No fear, no favours
When Henry VII took power in 1485, he was likewise constrained by the need not to antagonise the great nobles. The constant battles over the throne during the previous century had produced a feeling of insecurity and legal chaos among the landowners. Deaths in battle and executions had shattered the great feudal houses; their lands had been confiscated and restored again and again. The survivors were in constant danger of losing their estates by actions in the law courts started by their enemies and based on past allegiances and treacheries.
All this was dangerous to Henry, because insecure landowners might be tempted to support another usurper. So Henry passed legislation stating that all who gave their allegiance to the king for the time being – that is, whoever sat upon the throne, whatever their true claim – should be secure in their lives and property. But even while passing this law, Henry felt secure enough to keep possession of Richard III's estates, which he had won by right of conquest, as well as the Lancastrian lands to which he was heir.
In Henry, therefore, England finally had a king with sufficient private revenue to face down the magnates. What's more, he was the first monarch since before the Wars of the Roses who had come to power without owing his position to a rich aristocratic backer. He had no debts to pay and owed no favours. He was able to choose his own advisers and ministers from outside the old nobility. They owed their positions – and their loyalty – to him alone. Henry set in motion the slow shift of power to the centre. The stage was being set for a new kind of monarchy: one that was moving closer to Fortescue's dominium regale.
Semi-divine status
Henry VIII was very unlike his father in many ways, but in his desire for control, he was a chip off the old block.
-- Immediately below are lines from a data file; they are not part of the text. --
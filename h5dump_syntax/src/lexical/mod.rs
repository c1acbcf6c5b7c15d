//! Token classification for h5dump text
//!
//! Builds the immutable [`Classifier`] and exposes convenience entry points
//! for one-off scans.

pub mod analyzer;

use crate::config::runtime::LexicalPreferences;

pub use analyzer::{ClassifiedMatches, Classifier, ClassifierError, LexicalMetrics};

/// Create a classifier with default preferences
pub fn create_classifier() -> Result<Classifier, ClassifierError> {
    Classifier::new()
}

/// Create a classifier with custom runtime preferences
pub fn create_classifier_with_preferences(
    preferences: LexicalPreferences,
) -> Result<Classifier, ClassifierError> {
    Classifier::with_preferences(preferences)
}
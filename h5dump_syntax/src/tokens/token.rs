//! Token classes and classified matches
use crate::utils::{SourceMap, Span};
use serde::{Deserialize, Serialize};
use std::fmt;

/// Semantic category of a recognized word, in display-priority order
#[derive(Debug, Clone, Copy, PartialEq, Eq, Hash, PartialOrd, Ord, Serialize, Deserialize)]
#[serde(rename_all = "lowercase")]
pub enum TokenClass {
    /// The `HDF5` marker on the first line of a dump
    Warning,
    Keyword,
    /// Datatype names, see [`TypeGroup`] for the logical subgroups
    Type,
    Constant,
    Variable,
}

impl TokenClass {
    pub const ALL: [TokenClass; 5] = [
        Self::Warning,
        Self::Keyword,
        Self::Type,
        Self::Constant,
        Self::Variable,
    ];

    /// Class name handed to host renderers
    pub const fn as_str(self) -> &'static str {
        match self {
            Self::Warning => "warning",
            Self::Keyword => "keyword",
            Self::Type => "type",
            Self::Constant => "constant",
            Self::Variable => "variable",
        }
    }

    pub fn from_name(name: &str) -> Option<Self> {
        Self::ALL.into_iter().find(|class| class.as_str() == name)
    }
}

impl fmt::Display for TokenClass {
    fn fmt(&self, f: &mut fmt::Formatter<'_>) -> fmt::Result {
        f.write_str(self.as_str())
    }
}

/// Logical subgroup inside [`TokenClass::Type`]
#[derive(Debug, Clone, Copy, PartialEq, Eq, Hash, Serialize, Deserialize)]
#[serde(rename_all = "kebab-case")]
pub enum TypeGroup {
    Integer,
    Float,
    Bitfield,
    Composite,
}

impl TypeGroup {
    pub const ALL: [TypeGroup; 4] = [
        Self::Integer,
        Self::Float,
        Self::Bitfield,
        Self::Composite,
    ];

    pub const fn as_str(self) -> &'static str {
        match self {
            Self::Integer => "integer-type",
            Self::Float => "float-type",
            Self::Bitfield => "bitfield-type",
            Self::Composite => "composite-type",
        }
    }
}

impl fmt::Display for TypeGroup {
    fn fmt(&self, f: &mut fmt::Formatter<'_>) -> fmt::Result {
        f.write_str(self.as_str())
    }
}

/// One recognized word in a scanned buffer
#[derive(Debug, Clone, Copy, PartialEq, Eq)]
pub struct ClassifiedMatch<'t> {
    /// Matched text, borrowed from the scanned buffer
    pub text: &'t str,
    /// Byte offset of the first character
    pub start: usize,
    /// Byte offset one past the last character
    pub end: usize,
    pub class: TokenClass,
    /// Set only for [`TokenClass::Type`]
    pub group: Option<TypeGroup>,
}

impl<'t> ClassifiedMatch<'t> {
    /// Offset-only span
    pub fn span(&self) -> Span {
        Span::from_offsets(self.start, self.end)
    }

    /// Span with line and column resolved against the buffer's source map
    pub fn resolve(&self, map: &SourceMap<'_>) -> Span {
        map.span(self.start, self.end)
    }

    /// Most specific name available: the type subgroup, else the class
    pub fn detail_name(&self) -> &'static str {
        self.group
            .map(TypeGroup::as_str)
            .unwrap_or_else(|| self.class.as_str())
    }

    pub fn to_tag(&self) -> ClassificationTag {
        ClassificationTag {
            start: self.start,
            end: self.end,
            class: self.class,
        }
    }
}

/// `(start_offset, end_offset, class_name)` triple consumed by host renderers
#[derive(Debug, Clone, Copy, PartialEq, Eq, Serialize, Deserialize)]
pub struct ClassificationTag {
    pub start: usize,
    pub end: usize,
    pub class: TokenClass,
}

impl ClassificationTag {
    pub fn class_name(&self) -> &'static str {
        self.class.as_str()
    }

    pub fn as_triple(&self) -> (usize, usize, &'static str) {
        (self.start, self.end, self.class_name())
    }
}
When the pope denied him the annulment from Catherine of Aragon that he sought in his quest for a son and heir, he asserted the spiritual as well as the secular supremacy of the sovereign. In addition to seizing Church land and property through the dissolution of the monasteries, he claimed a semi-divine status more akin to that of a Roman emperor than the customary authority of an English king. Through all this, Henry accomplished a centralisation of power into his own hands that was unprecedented for an English monarch.
The monarchy seemed poised to take on an absolutist character, as was happening in mainland Europe, where the rights and privileges of ancient parliaments were everywhere making way for modern court-based politics, in which all the reins of power were gathered in the hands of the monarch and his or her ministers, and powerful aristocracies were being usurped by powerful bureaucracies. Henry was a true Renaissance prince. Increasingly, power in England came only with proximity to the royal person.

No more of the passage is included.